(1.) THE demised shop was taken on rent by the tenant, who is Respondent from the Custodian at Rs. 8 per mensem in 1949. Subsequently the landlord, who is Petitioner purchased this property from the Rehabilitation Department.
(2.) AN application was moved by the landlord under Section 4 of the East Punjab Urban Rent Restriction Act, 1949 (East Punjab Act 3 of 1949), hereinafter referred to as the Act, for fixation of fair rent of the demised shop at Rs. 27.50 paise per mensem on the allegation that its basic rent in the year before January 1, 1939, was Rs. 20 per mensem. The tenant having contested the increase in the rent of the demised shop, the parties appear to have made statement before the Rent Controller that the basic rent of the demised shop a year before January 1, 1939, was Rs. 7.25 paise per mensem and so, after allowing statutory increase, the fair rent fixed was Rs. 10 per mensem. The learned Counsel for the landlord says that no statement was made by the parties before the Rent Controller, but the Rent Controller in his order says that "It was admitted before me by the Petitioner as well as the Respondent that such a shop could fetch rent at the rate of Rs. 7.25 paise per mensem during 1938 -39." The Rent Controller did not discuss the evidence on the record at all and all that he said was that he had gone through the evidence and felt satisfied that the basic rent of the demised shop should be Rs. 7.25 paise per mensem and then he proceeded to refer to the admission of the parties in that behalf before him.

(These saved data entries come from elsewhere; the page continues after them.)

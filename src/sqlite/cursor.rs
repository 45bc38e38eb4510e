//! Per-context statement executors bound to the single connection.
//!
//! Callers identify themselves with an explicit [`ContextId`]; the registry
//! hands each context exactly one [`Cursor`] for the lifetime of the
//! connection.

use std::collections::HashMap;
use std::fmt;
use std::sync::atomic::{AtomicU64, Ordering};
use std::sync::{Arc, Mutex, MutexGuard};

use rusqlite::Connection;
use rusqlite::types::Value;

use crate::error::{CacheDbError, is_busy};
use crate::results::ResultSet;

use super::params::values_as_tosql;
use super::query::build_result_set;

/// Opaque identity of a calling execution context (thread, task, actor...).
#[derive(Debug, Clone, PartialEq, Eq, Hash, PartialOrd, Ord)]
pub struct ContextId(Arc<str>);

impl ContextId {
    pub fn new(id: impl Into<String>) -> Self {
        Self(Arc::from(id.into()))
    }

    /// The context a fresh `CacheDb` handle runs under.
    #[must_use]
    pub fn main() -> Self {
        Self::new("main")
    }

    /// Context named after the calling thread, for callers that want one
    /// cursor per OS thread.
    #[must_use]
    pub fn current_thread() -> Self {
        let thread = std::thread::current();
        match thread.name() {
            Some(name) => Self::new(name),
            None => Self::new(format!("{:?}", thread.id())),
        }
    }

    #[must_use]
    pub fn as_str(&self) -> &str {
        &self.0
    }
}

impl Default for ContextId {
    fn default() -> Self {
        Self::main()
    }
}

impl fmt::Display for ContextId {
    fn fmt(&self, f: &mut fmt::Formatter<'_>) -> fmt::Result {
        f.write_str(&self.0)
    }
}

impl From<&str> for ContextId {
    fn from(id: &str) -> Self {
        Self::new(id)
    }
}

impl From<String> for ContextId {
    fn from(id: String) -> Self {
        Self::new(id)
    }
}

#[derive(Debug, Clone, Copy, PartialEq, Eq, Hash, PartialOrd, Ord)]
pub struct CursorId(pub u64);

impl fmt::Display for CursorId {
    fn fmt(&self, f: &mut fmt::Formatter<'_>) -> fmt::Result {
        write!(f, "cursor-{}", self.0)
    }
}

#[derive(Debug, Default)]
struct CursorState {
    closed: bool,
    executed: u64,
}

/// Statement executor owned by one context.
#[derive(Debug)]
pub struct Cursor {
    id: CursorId,
    context: ContextId,
    state: Mutex<CursorState>,
}

impl Cursor {
    fn new(id: CursorId, context: ContextId) -> Self {
        Self {
            id,
            context,
            state: Mutex::new(CursorState::default()),
        }
    }

    #[must_use]
    pub fn id(&self) -> CursorId {
        self.id
    }

    #[must_use]
    pub fn context(&self) -> &ContextId {
        &self.context
    }

    #[must_use]
    pub fn is_closed(&self) -> bool {
        self.lock_state().closed
    }

    /// Statements run through this cursor so far.
    #[must_use]
    pub fn executed(&self) -> u64 {
        self.lock_state().executed
    }

    pub(crate) fn close(&self) {
        self.lock_state().closed = true;
    }

    /// Run a statement and collect its rows.
    pub(crate) fn query(
        &self,
        conn: &Connection,
        sql: &str,
        params: &[Value],
        show_sql: bool,
    ) -> Result<ResultSet, CacheDbError> {
        self.run(sql, params, show_sql, || {
            let mut stmt = conn.prepare_cached(sql)?;
            build_result_set(&mut stmt, params)
        })
    }

    /// Run a statement that returns no rows; yields the affected row count.
    pub(crate) fn execute(
        &self,
        conn: &Connection,
        sql: &str,
        params: &[Value],
        show_sql: bool,
    ) -> Result<usize, CacheDbError> {
        self.run(sql, params, show_sql, || {
            let mut stmt = conn.prepare_cached(sql)?;
            Ok(stmt.execute(&values_as_tosql(params)[..])?)
        })
    }

    /// Run one statement once per parameter row.
    pub(crate) fn execute_many(
        &self,
        conn: &Connection,
        sql: &str,
        rows: &[Vec<Value>],
        show_sql: bool,
    ) -> Result<usize, CacheDbError> {
        let flat: Vec<Value> = rows.iter().flatten().cloned().collect();
        self.run(sql, &flat, show_sql, || {
            let mut stmt = conn.prepare_cached(sql)?;
            let mut affected = 0;
            for row in rows {
                affected += stmt.execute(&values_as_tosql(row)[..])?;
            }
            Ok(affected)
        })
    }

    /// Run a semicolon-separated script without parameters.
    pub(crate) fn execute_script(
        &self,
        conn: &Connection,
        sql: &str,
        show_sql: bool,
    ) -> Result<(), CacheDbError> {
        self.run(sql, &[], show_sql, || Ok(conn.execute_batch(sql)?))
    }

    fn run<T>(
        &self,
        sql: &str,
        params: &[Value],
        show_sql: bool,
        action: impl FnOnce() -> Result<T, CacheDbError>,
    ) -> Result<T, CacheDbError> {
        {
            let mut state = self.lock_state();
            if state.closed {
                return Err(CacheDbError::ConnectionError(format!(
                    "{} for context {} is closed",
                    self.id, self.context
                )));
            }
            state.executed += 1;
        }
        if show_sql {
            tracing::info!(context = %self.context, cursor = %self.id, sql, ?params, "execute");
        }
        action().map_err(|err| self.report(err, sql, params))
    }

    fn report(&self, err: CacheDbError, sql: &str, params: &[Value]) -> CacheDbError {
        match err {
            CacheDbError::SqliteError(inner) if is_busy(&inner) => {
                tracing::error!(context = %self.context, cursor = %self.id, error = %inner, "busy lock");
                CacheDbError::Contention(inner.to_string())
            }
            other => {
                tracing::error!(
                    context = %self.context,
                    cursor = %self.id,
                    sql,
                    ?params,
                    error = %other,
                    "statement failed"
                );
                other
            }
        }
    }

    fn lock_state(&self) -> MutexGuard<'_, CursorState> {
        self.state
            .lock()
            .unwrap_or_else(std::sync::PoisonError::into_inner)
    }
}

/// Context-to-cursor table.
#[derive(Debug, Default)]
pub struct CursorRegistry {
    table: Mutex<HashMap<ContextId, Arc<Cursor>>>,
    next_id: AtomicU64,
}

impl CursorRegistry {
    #[must_use]
    pub fn new() -> Self {
        Self::default()
    }

    /// The cursor of `context`, created on first use.
    ///
    /// Lookup and creation happen under one lock so two racing first calls
    /// for the same context get the same cursor.
    pub fn get_handle(&self, context: &ContextId) -> Arc<Cursor> {
        let mut table = self.lock_table();
        if let Some(cursor) = table.get(context) {
            return Arc::clone(cursor);
        }
        let id = CursorId(self.next_id.fetch_add(1, Ordering::Relaxed) + 1);
        let cursor = Arc::new(Cursor::new(id, context.clone()));
        tracing::debug!(%context, cursor = %id, "created cursor");
        table.insert(context.clone(), Arc::clone(&cursor));
        cursor
    }

    #[must_use]
    pub fn contains(&self, context: &ContextId) -> bool {
        self.lock_table().contains_key(context)
    }

    #[must_use]
    pub fn len(&self) -> usize {
        self.lock_table().len()
    }

    #[must_use]
    pub fn is_empty(&self) -> bool {
        self.lock_table().is_empty()
    }

    /// Close and forget every cursor; returns how many were closed.
    pub fn close_all(&self) -> usize {
        let mut table = self.lock_table();
        for cursor in table.values() {
            cursor.close();
        }
        let closed = table.len();
        table.clear();
        closed
    }

    fn lock_table(&self) -> MutexGuard<'_, HashMap<ContextId, Arc<Cursor>>> {
        self.table
            .lock()
            .unwrap_or_else(std::sync::PoisonError::into_inner)
    }
}

#[cfg(test)]
mod tests {
    use super::*;

    use std::sync::Barrier;
    use std::thread;

    #[test]
    fn same_context_same_cursor() {
        let registry = CursorRegistry::new();
        let a = registry.get_handle(&ContextId::new("a"));
        let again = registry.get_handle(&ContextId::new("a"));
        assert!(Arc::ptr_eq(&a, &again));
        assert_eq!(registry.len(), 1);
    }

    #[test]
    fn racing_first_access_never_shares_or_duplicates() {
        let registry = Arc::new(CursorRegistry::new());
        let barrier = Arc::new(Barrier::new(8));
        let handles: Vec<_> = (0..8)
            .map(|i| {
                let registry = Arc::clone(&registry);
                let barrier = Arc::clone(&barrier);
                thread::spawn(move || {
                    barrier.wait();
                    // Pairs of threads race on the same context.
                    let context = ContextId::new(format!("ctx-{}", i / 2));
                    (context.clone(), registry.get_handle(&context).id())
                })
            })
            .collect();
        let results: Vec<(ContextId, CursorId)> =
            handles.into_iter().map(|h| h.join().unwrap()).collect();

        assert_eq!(registry.len(), 4);
        for (ctx_a, id_a) in &results {
            for (ctx_b, id_b) in &results {
                assert_eq!(ctx_a == ctx_b, id_a == id_b);
            }
        }
    }

    #[test]
    fn closed_cursors_refuse_work() {
        let conn = Connection::open_in_memory().unwrap();
        let registry = CursorRegistry::new();
        let cursor = registry.get_handle(&ContextId::main());
        cursor
            .execute_script(&conn, "CREATE TABLE t (a INTEGER)", false)
            .unwrap();
        assert_eq!(
            cursor
                .execute(&conn, "INSERT INTO t (a) VALUES (?)", &[Value::Integer(1)], false)
                .unwrap(),
            1
        );
        assert_eq!(cursor.executed(), 2);

        assert_eq!(registry.close_all(), 1);
        assert!(cursor.is_closed());
        assert!(registry.is_empty());
        let err = cursor
            .query(&conn, "SELECT a FROM t", &[], false)
            .unwrap_err();
        assert!(matches!(err, CacheDbError::ConnectionError(_)));

        // A new cursor replaces the closed one.
        let fresh = registry.get_handle(&ContextId::main());
        assert_ne!(fresh.id(), cursor.id());
        assert_eq!(fresh.query(&conn, "SELECT a FROM t", &[], false).unwrap().len(), 1);
    }

    #[test]
    fn execute_many_counts_every_row() {
        let conn = Connection::open_in_memory().unwrap();
        let cursor = CursorRegistry::new().get_handle(&ContextId::main());
        cursor
            .execute_script(&conn, "CREATE TABLE t (a INTEGER, b TEXT)", false)
            .unwrap();
        let rows = vec![
            vec![Value::Integer(1), Value::Text("x".into())],
            vec![Value::Integer(2), Value::Text("y".into())],
            vec![Value::Integer(3), Value::Text("z".into())],
        ];
        let affected = cursor
            .execute_many(&conn, "INSERT INTO t (a, b) VALUES (?, ?)", &rows, false)
            .unwrap();
        assert_eq!(affected, 3);
    }

    #[test]
    fn execution_errors_propagate_unchanged() {
        let conn = Connection::open_in_memory().unwrap();
        let cursor = CursorRegistry::new().get_handle(&ContextId::main());
        let err = cursor
            .execute(&conn, "INSERT INTO missing (a) VALUES (1)", &[], false)
            .unwrap_err();
        assert!(matches!(err, CacheDbError::SqliteError(_)));
    }
}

(3.) THE appellate authority having reached the conclusion as above, it had to decide the appeal of the landlord, the tenant not having come before it against the order of the Rent Controller. It has to be remembered that the appellate authority was considering, even in appeal, the application of the landlord under Section 4 of the Act for fixation of fair rent. Sub -section (2) of that section provides the criteria for arriving at basic rent and Sub -section (1) reads in this manner "The Controller shall on application by the tenant or landlord of a building or rented land fix the fair rent for such building or rented land after holding such inquiry as the Controller thinks fit." Now, it is obvious that once the Rent Controller has been moved for fixation of fair rent, the ambit of the inquiry is entirely within his control. There is an object for this wide power having been left with the Rent Controller and that is pointed out by the learned Judge in Lekh Ram's case, I.L.R. (1962) 1 P&H 641 :, 1962 P.L.R. 197, the reason being that an order fixing fair rent is an order in rem and not merely an order inter partes. Once fair rent of the premises is fixed, it attaches to the premises and is not merely a decision between the parties. Hence a duty is cast on the Rent Controller to make as just an inquiry as he should think fit to fix fair rent of the premises, provided an application is moved by one of the two parties, either the tenant or the landlord. Thus the Rent Controller is not in any way restricted, by the pleadings of the parties, to any manner of fixing the fair rent. He must fix the fair rent after arriving at the basic rent on the criteria provided in Sub -section (2) of Section 4 and after holding as complete an inquiry as he thinks fit.